··· Information given

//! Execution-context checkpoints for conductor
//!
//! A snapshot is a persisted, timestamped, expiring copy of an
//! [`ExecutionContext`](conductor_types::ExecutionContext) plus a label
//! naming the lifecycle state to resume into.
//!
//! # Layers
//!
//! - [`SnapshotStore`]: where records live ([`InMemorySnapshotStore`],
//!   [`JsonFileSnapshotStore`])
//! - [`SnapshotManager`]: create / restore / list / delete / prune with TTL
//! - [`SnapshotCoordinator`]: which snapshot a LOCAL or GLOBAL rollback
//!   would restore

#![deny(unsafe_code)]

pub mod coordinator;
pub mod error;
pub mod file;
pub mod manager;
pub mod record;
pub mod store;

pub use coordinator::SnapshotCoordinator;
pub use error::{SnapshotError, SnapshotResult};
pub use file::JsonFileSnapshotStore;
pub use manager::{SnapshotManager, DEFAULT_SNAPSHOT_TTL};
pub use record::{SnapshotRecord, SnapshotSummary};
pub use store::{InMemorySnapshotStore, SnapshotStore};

······
··· Information given

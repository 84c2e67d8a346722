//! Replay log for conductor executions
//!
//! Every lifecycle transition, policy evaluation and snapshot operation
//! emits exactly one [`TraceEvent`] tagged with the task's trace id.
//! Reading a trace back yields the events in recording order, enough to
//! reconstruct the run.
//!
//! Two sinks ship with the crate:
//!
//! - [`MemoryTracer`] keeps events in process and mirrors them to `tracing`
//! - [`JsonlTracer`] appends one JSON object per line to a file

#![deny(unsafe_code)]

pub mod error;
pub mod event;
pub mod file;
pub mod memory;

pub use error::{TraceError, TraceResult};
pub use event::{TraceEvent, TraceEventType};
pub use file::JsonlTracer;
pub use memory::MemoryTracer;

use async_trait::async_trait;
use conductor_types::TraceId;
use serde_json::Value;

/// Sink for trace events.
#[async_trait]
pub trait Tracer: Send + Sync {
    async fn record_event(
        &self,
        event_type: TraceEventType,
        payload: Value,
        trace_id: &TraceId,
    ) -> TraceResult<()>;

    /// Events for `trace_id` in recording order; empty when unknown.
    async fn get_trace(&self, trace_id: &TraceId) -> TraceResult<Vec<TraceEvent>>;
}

······
··· Information given

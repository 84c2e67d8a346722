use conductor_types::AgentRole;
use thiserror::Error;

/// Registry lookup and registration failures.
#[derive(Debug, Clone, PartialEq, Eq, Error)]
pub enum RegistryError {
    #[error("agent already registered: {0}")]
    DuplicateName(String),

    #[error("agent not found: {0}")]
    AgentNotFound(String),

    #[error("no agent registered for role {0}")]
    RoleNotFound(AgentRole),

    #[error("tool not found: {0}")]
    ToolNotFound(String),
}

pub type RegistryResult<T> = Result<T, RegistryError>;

······

**What is required**. Copy out the range of lines above starting at the line with "agent registered for" and ending at the line with "pub type RegistryResult<T>", exactly and including both.

**Response to this task**.
    #[error("no agent registered for role {0}")]
    RoleNotFound(AgentRole),

    #[error("tool not found: {0}")]
    ToolNotFound(String),
}

pub type RegistryResult<T> = Result<T, RegistryError>;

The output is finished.